• _Task to carry out_: Once the line containing "seq.fill(first);" is found in the records below, return it and each following line exactly, up to and including the line containing "keeps the length", and nothing else.

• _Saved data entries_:
╔══

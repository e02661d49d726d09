//! Library sort used as the comparison baseline

use super::{AlgorithmInfo, Element, SortAlgorithm};
use crate::error::SortError;

/// Standard library stable sort
pub struct ReferenceSort;

impl SortAlgorithm for ReferenceSort {
    fn info(&self) -> AlgorithmInfo {
        AlgorithmInfo {
            name: "reference_sort",
            worst_case: "O(N log N)",
            extra_space: "O(N)",
            stable: true,
        }
    }

    #[inline]
    fn sort<'a>(&self, seq: &'a mut [Element]) -> Result<&'a mut [Element], SortError> {
        seq.sort();
        Ok(seq)
    }
}

/// `slice::sort_by` over a partial order; incomparable pairs count as equal.
pub fn reference_sort<T: PartialOrd>(seq: &mut [T]) -> &mut [T] {
    seq.sort_by(|a, b| a.partial_cmp(b).unwrap_or(std::cmp::Ordering::Equal));
    seq
}

#[cfg(test)]
mod tests {
    use super::*;
    use crate::algorithms::fixtures::{assert_stable, tagged_input};

    #[test]
    fn test_stable() {
        let mut data = tagged_input();
        assert_stable(reference_sort(&mut data));
    }

    #[test]
    fn test_trait_matches_generic() {
        let mut a = vec![9i64, -3, 4, 4, 0];
        let mut b = a.clone();
        ReferenceSort.sort(&mut a).unwrap();
        reference_sort(&mut b);
        assert_eq!(a, b);
    }
}
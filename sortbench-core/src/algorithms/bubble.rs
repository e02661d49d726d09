//! Bubble sort

use super::{AlgorithmInfo, Element, SortAlgorithm};
use crate::error::SortError;

/// Bubble sort with early exit - O(N²) worst case, in-place, stable
pub struct BubbleSort;

impl SortAlgorithm for BubbleSort {
    fn info(&self) -> AlgorithmInfo {
        AlgorithmInfo {
            name: "bubble_sort",
            worst_case: "O(N^2)",
            extra_space: "O(1)",
            stable: true,
        }
    }

    fn sort<'a>(&self, seq: &'a mut [Element]) -> Result<&'a mut [Element], SortError> {
        Ok(bubble_sort(seq))
    }
}

/// Adjacent-swap passes. Each pass parks the largest unsorted element at the
/// end of the unsorted region, so the region shrinks by one per pass. A pass
/// without swaps means the rest is already ordered.
pub fn bubble_sort<T: PartialOrd>(seq: &mut [T]) -> &mut [T] {
    let mut unsorted_end = seq.len();
    let mut swapped = true;
    while swapped {
        swapped = false;
        for i in 1..unsorted_end {
            if seq[i] < seq[i - 1] {
                seq.swap(i, i - 1);
                swapped = true;
            }
        }
        unsorted_end = unsorted_end.saturating_sub(1);
    }
    seq
}

#[cfg(test)]
mod tests {
    use super::*;
    use crate::algorithms::fixtures::{assert_stable, tagged_input};

    #[test]
    fn test_stable() {
        let mut data = tagged_input();
        assert_stable(bubble_sort(&mut data));
    }

    #[test]
    fn test_already_sorted_single_pass() {
        // Sorted input stays untouched
        let mut data: Vec<u32> = (0..1000).collect();
        bubble_sort(&mut data);
        assert_eq!(data, (0..1000).collect::<Vec<_>>());
    }

    #[test]
    fn test_two_elements() {
        let mut data = vec![5, 3];
        assert_eq!(bubble_sort(&mut data), &[3, 5]);
    }
}
//! Timing a user-defined algorithm
//!
//! Implements Shell sort behind `SortAlgorithm`, checks it, then times it
//! next to the built-in insertion sort it generalizes.
//!
//! Run with:
//!   cargo run --example custom_algorithm

use rand::SeedableRng;
use rand::rngs::StdRng;
use sortbench::{
    AlgorithmInfo, Element, InsertionSort, SortAlgorithm, SortError, avg_sort_time, format_secs,
    rand_list, verify_algorithm,
};

/// Shell sort with Ciura's gap sequence
struct ShellSort;

const GAPS: [usize; 8] = [701, 301, 132, 57, 23, 10, 4, 1];

impl SortAlgorithm for ShellSort {
    fn info(&self) -> AlgorithmInfo {
        AlgorithmInfo {
            name: "shell_sort",
            worst_case: "O(N^1.5)",
            extra_space: "O(1)",
            stable: false,
        }
    }

    fn sort<'a>(&self, seq: &'a mut [Element]) -> Result<&'a mut [Element], SortError> {
        let len = seq.len();
        for gap in GAPS.into_iter().filter(|&g| g < len.max(2)) {
            for i in gap..seq.len() {
                let mut j = i;
                while j >= gap && seq[j - gap] > seq[j] {
                    seq.swap(j - gap, j);
                    j -= gap;
                }
            }
        }
        Ok(seq)
    }
}

fn main() {
    let mut rng = StdRng::seed_from_u64(42);

    let fixture = rand_list(1000, &mut rng);
    if let Err(e) = verify_algorithm(&ShellSort, &fixture) {
        eprintln!("Error: {}", e);
        std::process::exit(1);
    }

    for n in [100, 1000, 5000] {
        let mut data = rand_list(n, &mut rng);
        let algorithms: [&dyn SortAlgorithm; 2] = [&InsertionSort, &ShellSort];
        for alg in algorithms {
            match avg_sort_time(alg, &mut data, 20, &mut rng) {
                Ok(avg) => println!(
                    "{:<16} n={:<6} {}",
                    alg.name(),
                    n,
                    format_secs(avg.as_secs_f64())
                ),
                Err(e) => eprintln!("{} failed: {}", alg.name(), e),
            }
        }
    }
}
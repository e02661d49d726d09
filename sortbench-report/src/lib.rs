#![warn(missing_docs)]
//! SortBench Report - Result Table and Output Formats
//!
//! Holds the [`BenchmarkTable`] the driver fills in and the richer [`Report`]
//! around it, and renders them for downstream consumers:
//! - JSON (full report, or just the table)
//! - CSV (size × algorithm grid, spreadsheet/plotting friendly)
//!
//! Terminal output lives in the CLI crate. No charts are drawn here.

mod csv;
mod json;
#[allow(missing_docs)]
mod report;
mod table;

pub use csv::generate_csv_report;
pub use json::{generate_json_report, generate_json_table};
pub use report::{
    AlgorithmEntry, CellResult, Comparison, Report, ReportConfig, ReportMeta, ReportSummary,
    SCHEMA_VERSION, SystemInfo,
};
pub use table::{BenchmarkTable, SpeedupRow, TableError, TableSeries};

/// Output format selection
#[derive(Debug, Clone, Copy, PartialEq, Eq)]
pub enum OutputFormat {
    /// JSON with full schema
    Json,
    /// CSV table of averages
    Csv,
    /// Human-readable terminal output
    Human,
}

impl std::str::FromStr for OutputFormat {
    type Err = String;

    fn from_str(s: &str) -> Result<Self, Self::Err> {
        match s.to_lowercase().as_str() {
            "json" => Ok(OutputFormat::Json),
            "csv" => Ok(OutputFormat::Csv),
            "human" | "text" => Ok(OutputFormat::Human),
            other => Err(format!("Unknown output format: {}", other)),
        }
    }
}

/// Format seconds with an adaptive unit (`ns`, `µs`, `ms`, `s`)
pub fn format_secs(secs: f64) -> String {
    if secs < 1e-6 {
        format!("{:.0} ns", secs * 1e9)
    } else if secs < 1e-3 {
        format!("{:.2} µs", secs * 1e6)
    } else if secs < 1.0 {
        format!("{:.2} ms", secs * 1e3)
    } else {
        format!("{:.3} s", secs)
    }
}
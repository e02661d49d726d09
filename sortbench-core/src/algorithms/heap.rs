//! Heap sort

use super::{AlgorithmInfo, Element, SortAlgorithm};
use crate::error::SortError;

/// Heap sort - O(N log N) worst case, in-place, not stable
pub struct HeapSort;

impl SortAlgorithm for HeapSort {
    fn info(&self) -> AlgorithmInfo {
        AlgorithmInfo {
            name: "heap_sort",
            worst_case: "O(N log N)",
            extra_space: "O(1)",
            stable: false,
        }
    }

    fn sort<'a>(&self, seq: &'a mut [Element]) -> Result<&'a mut [Element], SortError> {
        Ok(heap_sort(seq))
    }
}

/// Build a max-heap bottom-up, then repeatedly move the root behind the
/// shrinking heap and restore the heap property.
pub fn heap_sort<T: PartialOrd>(seq: &mut [T]) -> &mut [T] {
    let n = seq.len();
    if n < 2 {
        return seq;
    }

    // Every index below n / 2 has at least one child
    for parent in (0..n / 2).rev() {
        sift_down(seq, parent, n);
    }

    for last in (1..n).rev() {
        seq.swap(0, last);
        sift_down(seq, 0, last);
    }
    seq
}

/// Push `parent` down until neither child in `[0, end)` is larger.
#[inline]
fn sift_down<T: PartialOrd>(seq: &mut [T], mut parent: usize, end: usize) {
    loop {
        let mut larger = 2 * parent + 1;
        if larger >= end {
            break;
        }
        if larger + 1 < end && seq[larger] < seq[larger + 1] {
            larger += 1;
        }
        if seq[larger] > seq[parent] {
            seq.swap(larger, parent);
            parent = larger;
        } else {
            break;
        }
    }
}

#[cfg(test)]
mod tests {
    use super::*;

    fn is_max_heap(seq: &[i64]) -> bool {
        (1..seq.len()).all(|i| seq[(i - 1) / 2] >= seq[i])
    }

    #[test]
    fn test_sift_down_builds_heap() {
        let mut data = vec![1, 9, 3, 8, 2, 7, 4, 6, 5];
        let n = data.len();
        for parent in (0..n / 2).rev() {
            sift_down(&mut data, parent, n);
        }
        assert!(is_max_heap(&data));
        assert_eq!(data[0], 9);
    }

    #[test]
    fn test_sift_down_respects_end() {
        // Index 2 lies outside the heap and must not be touched
        let mut data = vec![1, 0, 100];
        sift_down(&mut data, 0, 2);
        assert_eq!(data, vec![1, 0, 100]);
    }

    #[test]
    fn test_even_and_odd_lengths() {
        for n in 2..40i64 {
            let mut data: Vec<i64> = (0..n).map(|i| (i * 7919) % n).collect();
            heap_sort(&mut data);
            assert_eq!(data, (0..n).collect::<Vec<_>>(), "n = {}", n);
        }
    }
}
//! Correctness Checking

use crate::algorithms::{Element, SortAlgorithm};
use crate::error::SortError;

/// Check that `seq` is in ascending order.
///
/// Stops at the first adjacent inversion. Empty and single-element slices
/// are trivially sorted.
pub fn is_sorted<T: PartialOrd>(seq: &[T]) -> bool {
    for i in 1..seq.len() {
        if seq[i] < seq[i - 1] {
            return false;
        }
    }
    true
}

/// Sort a private copy of `seq` with `algorithm` and confirm the result is
/// an ascending permutation of `seq`.
pub fn verify_algorithm<A>(algorithm: &A, seq: &[Element]) -> Result<(), SortError>
where
    A: SortAlgorithm + ?Sized,
{
    let mut data = seq.to_vec();
    let sorted = algorithm.sort(&mut data)?;
    let mut expected = seq.to_vec();
    expected.sort();
    if *sorted != expected[..] {
        return Err(SortError::Unsorted {
            algorithm: algorithm.name().to_string(),
        });
    }
    Ok(())
}

#[cfg(test)]
mod tests {
    use super::*;
    use crate::algorithms::{InsertionSort, RadixSort, all_algorithms};

    /// Deliberately broken: reverses instead of sorting
    struct Reverser;

    impl SortAlgorithm for Reverser {
        fn info(&self) -> crate::AlgorithmInfo {
            crate::AlgorithmInfo {
                name: "reverser",
                worst_case: "O(N)",
                extra_space: "O(1)",
                stable: false,
            }
        }

        fn sort<'a>(&self, seq: &'a mut [Element]) -> Result<&'a mut [Element], SortError> {
            seq.reverse();
            Ok(seq)
        }
    }

    /// Deliberately broken: overwrites everything with the first element
    struct Flattener;

    impl SortAlgorithm for Flattener {
        fn info(&self) -> crate::AlgorithmInfo {
            crate::AlgorithmInfo {
                name: "flattener",
                worst_case: "O(N)",
                extra_space: "O(1)",
                stable: false,
            }
        }

        fn sort<'a>(&self, seq: &'a mut [Element]) -> Result<&'a mut [Element], SortError> {
            if let Some(&first) = seq.first() {
                seq.fill(first);
            }
            Ok(seq)
        }
    }

    #[test]
    fn test_is_sorted() {
        assert!(is_sorted::<i64>(&[]));
        assert!(is_sorted(&[1]));
        assert!(is_sorted(&[1, 1, 2, 3, 3]));
        assert!(!is_sorted(&[1, 3, 2]));
        assert!(!is_sorted(&[2, 1]));
    }

    #[test]
    fn test_is_sorted_does_not_mutate() {
        let data = vec![3, 2, 1];
        assert!(!is_sorted(&data));
        assert_eq!(data, vec![3, 2, 1]);
    }

    #[test]
    fn test_verify_passes_for_registry() {
        let input: Vec<Element> = (0..300).map(|i| (i * 37) % 101).collect();
        for alg in all_algorithms() {
            verify_algorithm(*alg, &input).unwrap();
        }
    }

    #[test]
    fn test_verify_leaves_input_alone() {
        let input = vec![5, 4, 3];
        verify_algorithm(&InsertionSort, &input).unwrap();
        assert_eq!(input, vec![5, 4, 3]);
    }

    #[test]
    fn test_verify_catches_broken_algorithm() {
        let err = verify_algorithm(&Reverser, &[1, 2, 3]).unwrap_err();
        assert_eq!(
            err,
            SortError::Unsorted {
                algorithm: "reverser".to_string()
            }
        );
    }

    #[test]
    fn test_verify_catches_lost_elements() {
        // Constant output is ascending and keeps the length
        let err = verify_algorithm(&Flattener, &[3, 1, 2]).unwrap_err();
        assert_eq!(
            err,
            SortError::Unsorted {
                algorithm: "flattener".to_string()
            }
        );
        verify_algorithm(&Flattener, &[4, 4, 4]).unwrap();
    }

    #[test]
    fn test_verify_propagates_sort_error() {
        let err = verify_algorithm(&RadixSort, &[1, -1]).unwrap_err();
        assert!(matches!(err, SortError::InvalidInput { index: 1, .. }));
    }
}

╚══

• _Result for this exercise_:
                seq.fill(first);
            }
            Ok(seq)
        }
    }

    #[test]
    fn test_is_sorted() {
        assert!(is_sorted::<i64>(&[]));
        assert!(is_sorted(&[1]));
        assert!(is_sorted(&[1, 1, 2, 3, 3]));
        assert!(!is_sorted(&[1, 3, 2]));
        assert!(!is_sorted(&[2, 1]));
    }

    #[test]
    fn test_is_sorted_does_not_mutate() {
        let data = vec![3, 2, 1];
        assert!(!is_sorted(&data));
        assert_eq!(data, vec![3, 2, 1]);
    }

    #[test]
    fn test_verify_passes_for_registry() {
        let input: Vec<Element> = (0..300).map(|i| (i * 37) % 101).collect();
        for alg in all_algorithms() {
            verify_algorithm(*alg, &input).unwrap();
        }
    }

    #[test]
    fn test_verify_leaves_input_alone() {
        let input = vec![5, 4, 3];
        verify_algorithm(&InsertionSort, &input).unwrap();
        assert_eq!(input, vec![5, 4, 3]);
    }

    #[test]
    fn test_verify_catches_broken_algorithm() {
        let err = verify_algorithm(&Reverser, &[1, 2, 3]).unwrap_err();
        assert_eq!(
            err,
            SortError::Unsorted {
                algorithm: "reverser".to_string()
            }
        );
    }

    #[test]
    fn test_verify_catches_lost_elements() {
        // Constant output is ascending and keeps the length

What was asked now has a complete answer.